Security and privacy concerns around cloud, however, act as inhibitor and continue to guide decision making for public cloud
IT service providers are preferred deployment partners but large pockets of opportunities also exist for public cloud providers, consulting majors and telecom network operators
Bangalore – September 5, 2014–According to a new study by market research and advisory firm Current Analysis, a significant 68 percent of enterprises in India, with 100-plus employees, are using Cloud-based services, while the remaining 32 percent plan to do so over the next 24 months. This is in line with trends in the larger Asia Pacific market where the adoption of Cloud-based services is as high as 65 percent. To give a perspective, in North America this number is 68 percent, says the study that spanned in 19 countries across four key regions globally.
“India is fast emerging as a high-growth market for Cloud services, led thus far by the private Cloud segment. However, there is huge potential for adoption of public Cloud services, which are in their early stages of market development and would need greater thrust from players such as IBM SoftLayer, Amazon Web Services, Microsoft Azure, Google, NTT Communications and Rackspace, to win enterprise trust and confidence for moving their workloads on the public Cloud,” said Harish Taori, Research Director for the Asia Pacific region at Current Analysis.
The study also finds that the scale of Cloud services adoption easily surpasses those of other new-generation ICT services including Big Data and Enterprise Mobility. While a significant 39 percent of the respondents ranked Cloud as their no. 1 investment priority in India, 16 percent said it would be Big Data while 12 percent favoured Enterprise Mobility. Network Security jointly ranked as the no. 2 investment priority, along with Big Data.
“It is highly notable that Cloud has emerged as a leading investment priority for Indian enterprises, surpassing even Network Security investments. However, this certainly doesn’t amount to the ICT decision makers lowering their guards when it comes to the all-vital area of IT security. It is just that they have gotten comfortable with the private clouds set up by their long-standing IT service partners like TCS, IBM, HP, Wipro and Tech Mahindra, among others,” said Deepak Kumar, Principal Analyst, APAC, Current Analysis.

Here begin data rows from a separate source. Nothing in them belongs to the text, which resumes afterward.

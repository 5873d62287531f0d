//! Storage credential attachment
//!
//! The injector itself never touches secrets; it hands the not-yet-committed
//! init container and the staged volume list to a [`CredentialBuilder`] and
//! commits only if attachment succeeds. The capability is injected so tests
//! and credential-less clusters can substitute [`NoCredentials`].
//!
//! [`ConfigMapCredentials`] is the in-cluster implementation: constructed
//! from a ConfigMap lookup in the controller namespace, it mounts the
//! workload service account's secrets read-only into the init container.
//! Environment-variable naming conventions for individual storage backends
//! belong to the initializer image, not to this crate.

use async_trait::async_trait;
use k8s_openapi::api::core::v1::{
    ConfigMap, Container, SecretVolumeSource, ServiceAccount, Volume, VolumeMount,
};
use kube::api::Api;
use kube::Client;
use serde::Deserialize;
use tracing::debug;

use crate::config::InjectorConfig;
use crate::error::Error;

/// Service account used when neither the caller nor the pod names one
pub const DEFAULT_SERVICE_ACCOUNT: &str = "default";

/// Default path credential secrets are mounted under in the initializer
pub const DEFAULT_CREDENTIALS_MOUNT_PATH: &str = "/var/run/model-credentials";

/// ConfigMap data key holding the credential configuration JSON
const CREDENTIALS_CONFIG_KEY: &str = "credentials";

/// Capability that attaches storage authentication material to the init
/// container and the pod's volume collection.
#[async_trait]
pub trait CredentialBuilder: Send + Sync {
    /// Attach credentials for `service_account` in `namespace`.
    ///
    /// `container` is the not-yet-committed init container; `volumes` is the
    /// volume collection the container's mounts resolve against. The builder
    /// may append volumes and mutate the container. On error the caller
    /// commits nothing.
    async fn attach(
        &self,
        namespace: &str,
        service_account: &str,
        container: &mut Container,
        volumes: &mut Vec<Volume>,
    ) -> Result<(), Error>;
}

/// Credential builder that attaches nothing.
///
/// For clusters where the model source needs no authentication, and for
/// tests that exercise the mutation protocol alone.
#[derive(Clone, Copy, Debug, Default)]
pub struct NoCredentials;

#[async_trait]
impl CredentialBuilder for NoCredentials {
    async fn attach(
        &self,
        _namespace: &str,
        _service_account: &str,
        _container: &mut Container,
        _volumes: &mut Vec<Volume>,
    ) -> Result<(), Error> {
        Ok(())
    }
}

/// Credential settings read from the controller ConfigMap
#[derive(Clone, Debug, Deserialize, PartialEq, Eq)]
#[serde(rename_all = "camelCase", default)]
pub struct CredentialSettings {
    /// Root path credential secrets are mounted under
    pub secrets_mount_path: String,
}

impl Default for CredentialSettings {
    fn default() -> Self {
        Self {
            secrets_mount_path: DEFAULT_CREDENTIALS_MOUNT_PATH.to_string(),
        }
    }
}

/// In-cluster credential builder backed by the controller ConfigMap.
///
/// Constructed via [`ConfigMapCredentials::lookup`], which fails with
/// [`Error::CredentialConfiguration`] when the ConfigMap is missing or its
/// payload does not parse.
#[derive(Clone)]
pub struct ConfigMapCredentials {
    client: Client,
    settings: CredentialSettings,
}

impl ConfigMapCredentials {
    /// Look up the credential configuration and build the capability.
    ///
    /// Fetches `config.credential_config_name` from
    /// `config.controller_namespace`.
    pub async fn lookup(client: Client, config: &InjectorConfig) -> Result<Self, Error> {
        let config_maps: Api<ConfigMap> =
            Api::namespaced(client.clone(), &config.controller_namespace);
        let config_map = config_maps
            .get(&config.credential_config_name)
            .await
            .map_err(|e| {
                Error::credential_configuration(&config.credential_config_name, e.to_string())
            })?;

        let settings = parse_settings(&config.credential_config_name, &config_map)?;
        debug!(
            config = %config.credential_config_name,
            mount_path = %settings.secrets_mount_path,
            "Loaded credential configuration"
        );

        Ok(Self { client, settings })
    }

    /// Build directly from settings, bypassing the ConfigMap lookup
    pub fn with_settings(client: Client, settings: CredentialSettings) -> Self {
        Self { client, settings }
    }
}

#[async_trait]
impl CredentialBuilder for ConfigMapCredentials {
    async fn attach(
        &self,
        namespace: &str,
        service_account: &str,
        container: &mut Container,
        volumes: &mut Vec<Volume>,
    ) -> Result<(), Error> {
        let sa_name = if service_account.is_empty() {
            DEFAULT_SERVICE_ACCOUNT
        } else {
            service_account
        };

        let service_accounts: Api<ServiceAccount> =
            Api::namespaced(self.client.clone(), namespace);
        let sa = service_accounts.get(sa_name).await.map_err(|e| {
            Error::credential_injection(sa_name, format!("failed to read service account: {}", e))
        })?;

        let secret_names: Vec<String> = sa
            .secrets
            .unwrap_or_default()
            .into_iter()
            .filter_map(|s| s.name)
            .collect();

        debug!(
            service_account = %sa_name,
            namespace = %namespace,
            secrets = secret_names.len(),
            "Attaching credential secrets to initializer"
        );

        for secret_name in secret_names {
            // Names are unique per pod template; skip secrets already wired
            if volumes.iter().any(|v| v.name == credential_volume_name(&secret_name)) {
                continue;
            }
            volumes.push(credential_volume(&secret_name));
            container
                .volume_mounts
                .get_or_insert_with(Vec::new)
                .push(credential_mount(&self.settings.secrets_mount_path, &secret_name));
        }

        Ok(())
    }
}

/// Parse [`CredentialSettings`] out of the controller ConfigMap.
///
/// An absent `credentials` key yields the defaults; a present but malformed
/// payload is a configuration error.
fn parse_settings(config_name: &str, config_map: &ConfigMap) -> Result<CredentialSettings, Error> {
    match config_map.data.as_ref().and_then(|d| d.get(CREDENTIALS_CONFIG_KEY)) {
        Some(raw) => serde_json::from_str(raw).map_err(|e| {
            Error::credential_configuration(
                config_name,
                format!("malformed '{}' payload: {}", CREDENTIALS_CONFIG_KEY, e),
            )
        }),
        None => Ok(CredentialSettings::default()),
    }
}

/// Pod volume name for a credential secret
fn credential_volume_name(secret_name: &str) -> String {
    format!("{}-credentials", secret_name)
}

/// Pod volume exposing a credential secret
fn credential_volume(secret_name: &str) -> Volume {
    Volume {
        name: credential_volume_name(secret_name),
        secret: Some(SecretVolumeSource {
            secret_name: Some(secret_name.to_string()),
            ..Default::default()
        }),
        ..Default::default()
    }
}

/// Read-only mount of a credential secret into the initializer
fn credential_mount(mount_root: &str, secret_name: &str) -> VolumeMount {
    VolumeMount {
        name: credential_volume_name(secret_name),
        mount_path: format!("{}/{}", mount_root, secret_name),
        read_only: Some(true),
        ..Default::default()
    }
}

That also explains why Indian enterprises favoured IT service players over public cloud players when it came to choosing partners for the deployment of Cloud, Big Data, Network Security, Enterprise Mobility and other such solutions.

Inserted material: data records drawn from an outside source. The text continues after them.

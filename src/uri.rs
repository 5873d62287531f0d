//! Claim-backed source URI parsing
//!
//! Model source URIs with the `pvc://` scheme reference a pre-provisioned
//! PersistentVolumeClaim instead of remote storage:
//! `pvc://<claim>[/sub/path]`. All other schemes are opaque to this crate
//! and passed through to the initializer unmodified.

use crate::error::Error;

/// Scheme prefix marking a claim-backed model source
pub const PVC_URI_PREFIX: &str = "pvc://";

/// Check whether a source URI is claim-backed
pub fn is_pvc_uri(uri: &str) -> bool {
    uri.starts_with(PVC_URI_PREFIX)
}

/// Parse a `pvc://` URI into `(claim_name, sub_path)`.
///
/// The first path segment after the scheme is the claim name; any remaining
/// segments are rejoined into the sub-path. `pvc://claim1` yields an empty
/// sub-path. A missing or empty claim segment is rejected.
pub fn parse_pvc_uri(uri: &str) -> Result<(String, String), Error> {
    let remainder = uri
        .strip_prefix(PVC_URI_PREFIX)
        .ok_or_else(|| Error::invalid_uri(uri))?;

    let mut parts = remainder.splitn(2, '/');
    let claim = parts.next().unwrap_or_default();
    if claim.is_empty() {
        return Err(Error::invalid_uri(uri));
    }
    let sub_path = parts.next().unwrap_or_default();

    Ok((claim.to_string(), sub_path.to_string()))
}
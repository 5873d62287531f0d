//! Error types for the injection core
//!
//! Errors are structured with fields to aid debugging in production. Each
//! variant carries the offending URI, container name, or configuration
//! object name so the calling reconcile loop can log actionable messages.

use thiserror::Error;

/// Main error type for injection operations
#[derive(Debug, Error)]
pub enum Error {
    /// Malformed claim-backed source URI
    #[error("invalid model source URI, expected pvc://<claim>[/path]: {uri}")]
    InvalidUri {
        /// The URI that failed to parse
        uri: String,
    },

    /// The named user container does not exist in the pod template
    #[error("user container '{container}' not found in pod template")]
    MissingContainer {
        /// Name of the container that was expected
        container: String,
    },

    /// The credential configuration object could not be located or read
    #[error("credential configuration '{config}' unavailable: {message}")]
    CredentialConfiguration {
        /// Name of the configuration object (ConfigMap)
        config: String,
        /// Description of what failed
        message: String,
    },

    /// The credential builder failed to attach credentials
    #[error("credential injection failed for service account '{service_account}': {message}")]
    CredentialInjection {
        /// Effective service account the attachment was attempted for
        service_account: String,
        /// Description of what failed
        message: String,
    },

    /// Kubernetes API error
    #[error("kubernetes error: {source}")]
    Kube {
        /// The underlying kube-rs error
        #[from]
        source: kube::Error,
    },
}

impl Error {
    /// Create an invalid-URI error for the given source URI
    pub fn invalid_uri(uri: impl Into<String>) -> Self {
        Self::InvalidUri { uri: uri.into() }
    }

    /// Create a missing-container error
    pub fn missing_container(container: impl Into<String>) -> Self {
        Self::MissingContainer {
            container: container.into(),
        }
    }

    /// Create a credential configuration error for the named config object
    pub fn credential_configuration(config: impl Into<String>, msg: impl Into<String>) -> Self {
        Self::CredentialConfiguration {
            config: config.into(),
            message: msg.into(),
        }
    }

    /// Create a credential injection error for the given service account
    pub fn credential_injection(
        service_account: impl Into<String>,
        msg: impl Into<String>,
    ) -> Self {
        Self::CredentialInjection {
            service_account: service_account.into(),
            message: msg.into(),
        }
    }

    /// Check if this error is retryable
    ///
    /// Malformed URIs and missing containers require a spec fix and should
    /// not be retried. A missing credential configuration may appear later
    /// (operator bootstrap ordering), so the reconcile loop may retry it.
    /// Kubernetes errors depend on the status code.
    pub fn is_retryable(&self) -> bool {
        match self {
            Error::InvalidUri { .. } => false,
            Error::MissingContainer { .. } => false,
            Error::CredentialConfiguration { .. } => true,
            Error::CredentialInjection { .. } => false,
            Error::Kube { source } => {
                // Retry on transient K8s errors (connection, timeout)
                // Don't retry on 4xx errors (validation, not found, etc.)
                !matches!(
                    source,
                    kube::Error::Api(ae) if (400..500).contains(&ae.code)
                )
            }
        }
    }
}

Other key findings of the Enterprise ICT Investment Insights Study 2014include:
- For Infrastructure as a Service (IaaS), 38 percent respondents said they opted for a single cloud service provider while 35 percent said they are using two service providers and another 8 percent said they have three service providers. Around 12 percent enterprises have even gone for four or more suppliers.
- For Platform as a Service (PaaS), the enterprises that had opted for one, two, three and more service providers, stood at 35 percent, 37 percent, 8 percent and 4 percent, respectively.
- For Software as a Service (SaaS), the enterprises that had opted for one, two, three and more service providers, stood at 35 percent, 29 percent, 25 percent and 10 percent, respectively.
- Microsoft, IBM SoftLayer, HP, AWS, Google, Salesforce.com, Red Hat, Oracle and SAP were among the leading cloud service providers across the IaaS, PaaS and SaaS cloud market segments.
- When moving a workload to cloud, security (62 percent) continued to be the biggest concern for enterprises, followed by data privacy (42 percent).
- IT service providers were also preferred partners for Managed Network Services, Enterprise Mobility and Big Data and Analytics solutions. However, Consulting Companies like Accenture, Capgemini and Deloitte came close enough as preferred partners for implementing Enterprise Mobility solutions.
- Similarly, for Managed Secure Network-to-Cloud Solutions too, Consulting companies were a close No. 2 as preferred partners and Equipment Vendors like Cisco, Avaya and Oracle were not a distant No. 3 either.
- Data Center investments showed clear signs of falling behind on enterprises’ priority list, with a sizable 33 percent saying it was a last investment priority for them and a mere four percent said it was still a No. 1 investment priority. This finding alludes that enterprise priorities are moving from capex to opex model with cloud services being the highest investment priority for enterprises in India.